### EXERCISE OBJECTIVE
Scan the listing for "ReadError" and copy out each line that has it.

### THE INPUT
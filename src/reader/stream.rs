//! Pull-based record reader over an object container file
//!
//! `RecordReader` pulls one block at a time from a [`BlockReader`],
//! decompresses it, decodes every record in it and hands them out one by
//! one. Only the current block is held in memory.

use std::collections::VecDeque;
use std::io::Read;

use tracing::warn;

use crate::error::{DecodeError, ReadError, ReaderError};
use crate::schema::{AvroSchema, SchemaResolutionContext};
use crate::value::AvroValue;

use super::block::{BlockReader, DecompressedBlock};
use super::decode::{check_count, decode_value, min_encoded_size, reserve_hint};
use super::header::AvroHeader;

/// How the reader reacts to a corrupt block.
#[derive(Debug, Clone, Copy, PartialEq, Eq, Default)]
pub enum ErrorMode {
    /// Surface the first error and stop.
    #[default]
    Strict,
    /// Drop the bad block, remember the error and resume at the next sync marker.
    Skip,
}

/// Configuration for the [`RecordReader`].
#[derive(Debug, Clone, Default)]
pub struct ReaderConfig {
    /// Error handling mode (strict or skip).
    pub error_mode: ErrorMode,
}

impl ReaderConfig {
    /// Create a new ReaderConfig with default settings.
    pub fn new() -> Self {
        Self::default()
    }

    /// Set the error mode.
    pub fn with_error_mode(mut self, mode: ErrorMode) -> Self {
        self.error_mode = mode;
        self
    }

    /// Enable strict error mode (fail on first error).
    pub fn strict(mut self) -> Self {
        self.error_mode = ErrorMode::Strict;
        self
    }

    /// Enable skip error mode (continue on errors).
    pub fn skip_errors(mut self) -> Self {
        self.error_mode = ErrorMode::Skip;
        self
    }
}

/// A block that failed part way: the records decoded before the failure
/// and the failure itself.
struct BlockFailure {
    records: Vec<AvroValue>,
    error: ReaderError,
    block_index: usize,
    offset: u64,
}

impl BlockFailure {
    fn framing(error: ReaderError, block_index: usize, offset: u64) -> Self {
        Self {
            records: Vec::new(),
            error,
            block_index,
            offset,
        }
    }
}

/// Iterator over the records of a container file.
///
/// In skip mode errors never reach the iterator; they are collected and
/// available through [`RecordReader::errors`].
///
/// # Example
/// ```no_run
/// use tarmac::reader::{ReaderConfig, RecordReader};
/// use tarmac::source::LocalSource;
///
/// let source = LocalSource::open("data.avro")?;
/// let mut reader = RecordReader::with_config(source, ReaderConfig::new().skip_errors())?;
///
/// for record in reader.by_ref() {
///     println!("{:?}", record?);
/// }
/// for error in reader.errors() {
///     eprintln!("Skipped: {}", error);
/// }
/// # Ok::<(), Box<dyn std::error::Error>>(())
/// ```
pub struct RecordReader<R> {
    blocks: BlockReader<R>,
    config: ReaderConfig,
    pending: VecDeque<Result<AvroValue, ReaderError>>,
    errors: Vec<ReadError>,
    finished: bool,
}

impl<R: Read> RecordReader<R> {
    /// Open a reader in strict mode.
    pub fn new(reader: R) -> Result<Self, ReaderError> {
        Self::with_config(reader, ReaderConfig::default())
    }

    pub fn with_config(reader: R, config: ReaderConfig) -> Result<Self, ReaderError> {
        Ok(Self::from_blocks(BlockReader::new(reader)?, config))
    }

    /// Read records from an already opened block reader.
    pub fn from_blocks(blocks: BlockReader<R>, config: ReaderConfig) -> Self {
        Self {
            blocks,
            config,
            pending: VecDeque::new(),
            errors: Vec::new(),
            finished: false,
        }
    }

    /// The writer schema from the file header.
    pub fn schema(&self) -> &AvroSchema {
        self.blocks.schema()
    }

    pub fn header(&self) -> &AvroHeader {
        self.blocks.header()
    }

    pub fn error_mode(&self) -> ErrorMode {
        self.config.error_mode
    }

    /// Errors skipped so far (skip mode only).
    pub fn errors(&self) -> &[ReadError] {
        &self.errors
    }

    /// Consume the reader and return the skipped errors.
    pub fn into_errors(self) -> Vec<ReadError> {
        self.errors
    }

    /// Load the next block into `pending`. Returns `false` at end of input.
    fn load_block(&mut self) -> Result<bool, BlockFailure> {
        let block_index = self.blocks.block_index();
        let offset = self.blocks.offset();

        let block = match self.blocks.next_block() {
            Ok(Some(block)) => block,
            Ok(None) => return Ok(false),
            Err(e) => return Err(BlockFailure::framing(e, block_index, offset)),
        };
        let block = block
            .decompress(self.blocks.codec())
            .map_err(|e| BlockFailure::framing(e, block_index, offset))?;

        let records = decode_block(&block, self.blocks.schema(), self.blocks.names())?;
        self.pending.extend(records.into_iter().map(Ok));
        Ok(true)
    }

    fn handle_failure(&mut self, failure: BlockFailure) {
        match self.config.error_mode {
            ErrorMode::Strict => {
                self.pending.extend(failure.records.into_iter().map(Ok));
                self.pending.push_back(Err(failure.error));
            }
            ErrorMode::Skip => {
                let error =
                    ReadError::from_reader_error(&failure.error, failure.block_index, failure.offset);
                warn!(
                    block_index = failure.block_index,
                    offset = failure.offset,
                    dropped_records = failure.records.len(),
                    error = %error,
                    "Skipping corrupt block"
                );
                self.errors.push(error);

                match self.blocks.skip_to_next_sync() {
                    Ok((true, _)) => {}
                    Ok((false, _)) => self.finished = true,
                    Err(e) => {
                        self.errors
                            .push(ReadError::from_reader_error(&e, failure.block_index, failure.offset));
                        self.finished = true;
                    }
                }
            }
        }
    }
}

/// Decode exactly `record_count` records from a decompressed block.
fn decode_block(
    block: &DecompressedBlock,
    schema: &AvroSchema,
    names: &SchemaResolutionContext,
) -> Result<Vec<AvroValue>, BlockFailure> {
    let mut cursor = &block.data[..];
    let fail = |records, error| BlockFailure {
        records,
        error,
        block_index: block.block_index,
        offset: block.file_offset,
    };
    let truncated = |message: String| ReaderError::TruncatedBlock {
        block_index: block.block_index,
        offset: block.file_offset,
        message,
    };

    let count = usize::try_from(block.record_count).unwrap_or(usize::MAX);
    let min_size = min_encoded_size(schema, names);
    if check_count(cursor, count, min_size).is_err() {
        return Err(fail(
            Vec::new(),
            truncated(format!(
                "{} records cannot fit in {} payload bytes",
                count,
                cursor.len()
            )),
        ));
    }

    let mut records = Vec::with_capacity(reserve_hint(count, min_size));
    for record_index in 0..count {
        match decode_value(&mut cursor, schema, names) {
            Ok(value) => records.push(value),
            Err(DecodeError::UnexpectedEof) => {
                let message = format!(
                    "payload ended after {} of {} records",
                    record_index, count
                );
                return Err(fail(records, truncated(message)));
            }
            Err(source) => {
                let error = ReaderError::Decode {
                    block_index: block.block_index,
                    record_index,
                    source,
                };
                return Err(fail(records, error));
            }
        }
    }

    if !cursor.is_empty() {
        let message = format!(
            "{} bytes left after the last of {} records",
            cursor.len(),
            count
        );
        return Err(fail(records, truncated(message)));
    }
    Ok(records)
}

impl<R: Read> Iterator for RecordReader<R> {
    type Item = Result<AvroValue, ReaderError>;

    fn next(&mut self) -> Option<Self::Item> {
        loop {
            if let Some(item) = self.pending.pop_front() {
                if item.is_err() {
                    self.pending.clear();
                    self.finished = true;
                }
                return Some(item);
            }
            if self.finished {
                return None;
            }
            match self.load_block() {
                Ok(true) => {}
                Ok(false) => self.finished = true,
                Err(failure) => self.handle_failure(failure),
            }
        }
    }
}
impl SchemaParser {
    /// Create a new SchemaParser in permissive mode.
    pub fn new() -> Self {
        Self::default()
    }

    /// Set whether naming rule violations are errors.
    pub fn with_strict(mut self, strict: bool) -> Self {
        self.strict_schema = strict;
        self
    }

    /// Parse a JSON value into an AvroSchema.
    pub fn parse(&mut self, value: &Value) -> Result<AvroSchema, SchemaError> {
        match value {
            Value::String(s) => self.parse_type_name(s),
            Value::Object(obj) => self.parse_object(obj),
            Value::Array(arr) => self.parse_union(arr),
            other => Err(SchemaError::InvalidSchema(format!(
                "Expected string, object, or array, found: {}",
                other
            ))),
        }
    }

    /// Full names of every named type seen by this parser.
    pub fn defined_names(&self) -> impl Iterator<Item = &str> {
        self.defined.iter().map(String::as_str)
    }

    fn parse_type_name(&self, s: &str) -> Result<AvroSchema, SchemaError> {
        if let Some(primitive) = primitive(s) {
            return Ok(primitive);
        }
        let fullname = self.resolve_name(s);
        if self.defined.contains(&fullname) {
            Ok(AvroSchema::Named(fullname))
        } else if self.defined.contains(s) {
            Ok(AvroSchema::Named(s.to_string()))
        } else {
            Err(SchemaError::UnresolvedName(fullname))
        }
    }

    fn parse_object(&mut self, obj: &Map<String, Value>) -> Result<AvroSchema, SchemaError> {
        let type_value = obj
            .get("type")
            .ok_or_else(|| SchemaError::InvalidSchema("Missing 'type' field".to_string()))?;

        let base = match type_value {
            Value::String(kind) => match kind.as_str() {
                "record" | "error" => self.parse_record(obj)?,
                "enum" => self.parse_enum(obj)?,
                "fixed" => self.parse_fixed(obj)?,
                "array" => {
                    let items = obj.get("items").ok_or_else(|| {
                        SchemaError::InvalidSchema("Array missing 'items' field".to_string())
                    })?;
                    AvroSchema::Array(Box::new(self.parse(items)?))
                }
                "map" => {
                    let values = obj.get("values").ok_or_else(|| {
                        SchemaError::InvalidSchema("Map missing 'values' field".to_string())
                    })?;
                    AvroSchema::Map(Box::new(self.parse(values)?))
                }
                other => self.parse_type_name(other)?,
            },
            nested => self.parse(nested)?,
        };

        match obj.get("logicalType") {
            Some(logical) => self.wrap_logical(obj, logical, base),
            None => Ok(base),
        }
    }

    fn parse_union(&mut self, arr: &[Value]) -> Result<AvroSchema, SchemaError> {
        if arr.is_empty() {
            return Err(SchemaError::InvalidSchema(
                "Union schema cannot be empty".to_string(),
            ));
        }

        let variants = arr
            .iter()
            .map(|v| self.parse(v))
            .collect::<Result<Vec<_>, _>>()?;

        validate_union(&variants)?;
        Ok(AvroSchema::Union(variants))
    }

    /// Work out the naming of a named type and register it.
    fn define(&mut self, obj: &Map<String, Value>, kind: &str) -> Result<Naming, SchemaError> {
        let raw = obj.get("name").and_then(Value::as_str).ok_or_else(|| {
            SchemaError::InvalidSchema(format!("{} missing 'name' field", kind))
        })?;

        let (embedded_ns, simple) = split_fullname(raw);
        self.validate_name(simple, kind)?;

        let namespace = match embedded_ns {
            Some(ns) => Some(ns.to_string()),
            None => match obj.get("namespace").and_then(Value::as_str) {
                Some(ns) => Some(ns.to_string()),
                None => self.current_namespace.clone(),
            },
        }
        .filter(|ns| !ns.is_empty());

        let fullname = qualify(namespace.as_deref(), simple);
        if !self.defined.insert(fullname.clone()) {
            return Err(SchemaError::InvalidSchema(format!(
                "Named type '{}' is defined more than once",
                fullname
            )));
        }

        Ok(Naming {
            name: simple.to_string(),
            namespace,
            fullname,
        })
    }

    fn parse_record(&mut self, obj: &Map<String, Value>) -> Result<AvroSchema, SchemaError> {
        let naming = self.define(obj, "Record")?;

        let fields_value = obj
            .get("fields")
            .and_then(Value::as_array)
            .ok_or_else(|| {
                SchemaError::InvalidSchema(format!(
                    "Record '{}' missing 'fields' array",
                    naming.fullname
                ))
            })?;

        // Nested definitions inherit the record's namespace
        let outer = std::mem::replace(&mut self.current_namespace, naming.namespace.clone());
        let fields = fields_value
            .iter()
            .map(|f| self.parse_field(f))
            .collect::<Result<Vec<_>, _>>();
        self.current_namespace = outer;
        let fields = fields?;

        let mut seen = HashSet::new();
        for field in &fields {
            if !seen.insert(field.name.as_str()) {
                return Err(SchemaError::InvalidSchema(format!(
                    "Record '{}' has duplicate field '{}'",
                    naming.fullname, field.name
                )));
            }
        }

        Ok(AvroSchema::Record(RecordSchema {
            name: naming.name,
            namespace: naming.namespace,
            fields,
            doc: optional_string(obj, "doc"),
            aliases: string_list(obj, "aliases"),
        }))
    }

    fn parse_field(&mut self, value: &Value) -> Result<FieldSchema, SchemaError> {
        let obj = value
            .as_object()
            .ok_or_else(|| SchemaError::InvalidSchema("Field must be an object".to_string()))?;

        let name = obj
            .get("name")
            .and_then(Value::as_str)
            .ok_or_else(|| SchemaError::InvalidSchema("Field missing 'name'".to_string()))?
            .to_string();
        self.validate_name(&name, "Field")?;

        let type_value = obj.get("type").ok_or_else(|| {
            SchemaError::InvalidSchema(format!("Field '{}' missing 'type'", name))
        })?;
        let schema = self.parse(type_value)?;

        let order = match obj.get("order").and_then(Value::as_str) {
            Some("descending") => FieldOrder::Descending,
            Some("ignore") => FieldOrder::Ignore,
            _ => FieldOrder::Ascending,
        };

        Ok(FieldSchema {
            name,
            schema,
            default: obj.get("default").cloned(),
            doc: optional_string(obj, "doc"),
            order,
            aliases: string_list(obj, "aliases"),
        })
    }

    fn parse_enum(&mut self, obj: &Map<String, Value>) -> Result<AvroSchema, SchemaError> {
        let naming = self.define(obj, "Enum")?;

        let symbols: Vec<String> = obj
            .get("symbols")
            .and_then(Value::as_array)
            .ok_or_else(|| SchemaError::InvalidSchema("Enum missing 'symbols' array".to_string()))?
            .iter()
            .map(|v| {
                v.as_str().map(String::from).ok_or_else(|| {
                    SchemaError::InvalidSchema(format!("Enum symbol must be a string: {}", v))
                })
            })
            .collect::<Result<_, _>>()?;

        let mut seen = HashSet::new();
        for symbol in &symbols {
            self.validate_name(symbol, "Enum symbol")?;
            if !seen.insert(symbol.as_str()) {
                return Err(SchemaError::InvalidSchema(format!(
                    "Enum '{}' has duplicate symbol '{}'",
                    naming.fullname, symbol
                )));
            }
        }

        Ok(AvroSchema::Enum(EnumSchema {
            name: naming.name,
            namespace: naming.namespace,
            symbols,
            doc: optional_string(obj, "doc"),
            aliases: string_list(obj, "aliases"),
            default: optional_string(obj, "default"),
        }))
    }

    fn parse_fixed(&mut self, obj: &Map<String, Value>) -> Result<AvroSchema, SchemaError> {
        let naming = self.define(obj, "Fixed")?;

        let size = obj.get("size").and_then(Value::as_u64).ok_or_else(|| {
            SchemaError::InvalidSchema(format!(
                "Fixed '{}' needs a non-negative integer 'size'",
                naming.fullname
            ))
        })?;

        Ok(AvroSchema::Fixed(FixedSchema {
            name: naming.name,
            namespace: naming.namespace,
            size: size as usize,
            doc: optional_string(obj, "doc"),
            aliases: string_list(obj, "aliases"),
        }))
    }

    /// Attach a logical type to an already parsed base.
    ///
    /// Unknown logical types, and decimals without a usable precision, leave
    /// the base type as is.
    fn wrap_logical(
        &self,
        obj: &Map<String, Value>,
        logical: &Value,
        base: AvroSchema,
    ) -> Result<AvroSchema, SchemaError> {
        let Some(name) = logical.as_str() else {
            warn!(logical_type = %logical, "ignoring non-string logicalType");
            return Ok(base);
        };

        let logical_type = match name {
            "decimal" => {
                let precision = obj.get("precision").and_then(Value::as_u64);
                let scale = obj.get("scale").and_then(Value::as_u64).unwrap_or(0);
                match precision {
                    Some(p) if p > 0 && scale <= p && p <= u32::MAX as u64 => {
                        LogicalTypeName::Decimal {
                            precision: p as u32,
                            scale: scale as u32,
                        }
                    }
                    _ => {
                        warn!(?precision, scale, "ignoring decimal with invalid precision/scale");
                        return Ok(base);
                    }
                }
            }
            "uuid" => LogicalTypeName::Uuid,
            "date" => LogicalTypeName::Date,
            "time-millis" => LogicalTypeName::TimeMillis,
            "time-micros" => LogicalTypeName::TimeMicros,
            "timestamp-millis" => LogicalTypeName::TimestampMillis,
            "timestamp-micros" => LogicalTypeName::TimestampMicros,
            "duration" => LogicalTypeName::Duration,
            "local-timestamp-millis" => LogicalTypeName::LocalTimestampMillis,
            "local-timestamp-micros" => LogicalTypeName::LocalTimestampMicros,
            _ => return Ok(base),
        };

        Ok(AvroSchema::Logical(LogicalType::new(base, logical_type)))
    }

    /// Resolve a type name to its fully qualified form.
    fn resolve_name(&self, name: &str) -> String {
        if name.contains('.') {
            name.to_string()
        } else {
            qualify(self.current_namespace.as_deref(), name)
        }
    }

    /// Check a simple name against the Avro naming rules.
    fn validate_name(&self, name: &str, context: &str) -> Result<(), SchemaError> {
        let mut chars = name.chars();
        let problem = match chars.next() {
            None => Some(format!("{} name cannot be empty", context)),
            Some(first) if !first.is_ascii_alphabetic() && first != '_' => Some(format!(
                "{} name '{}' must start with a letter or underscore",
                context, name
            )),
            Some(_) => chars
                .find(|ch| !ch.is_ascii_alphanumeric() && *ch != '_')
                .map(|ch| {
                    format!(
                        "{} name '{}' contains invalid character '{}'",
                        context, name, ch
                    )
                }),
        };

        match problem {
            Some(msg) if self.strict_schema => Err(SchemaError::InvalidSchema(msg)),
            Some(msg) => {
                warn!("{}", msg);
                Ok(())
            }
            None => Ok(()),
        }
    }
}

### ANSWER AREA
use crate::error::{DecodeError, ReadError, ReaderError};
    errors: Vec<ReadError>,
    pub fn errors(&self) -> &[ReadError] {
    pub fn into_errors(self) -> Vec<ReadError> {
                    ReadError::from_reader_error(&failure.error, failure.block_index, failure.offset);
                            .push(ReadError::from_reader_error(&e, failure.block_index, failure.offset));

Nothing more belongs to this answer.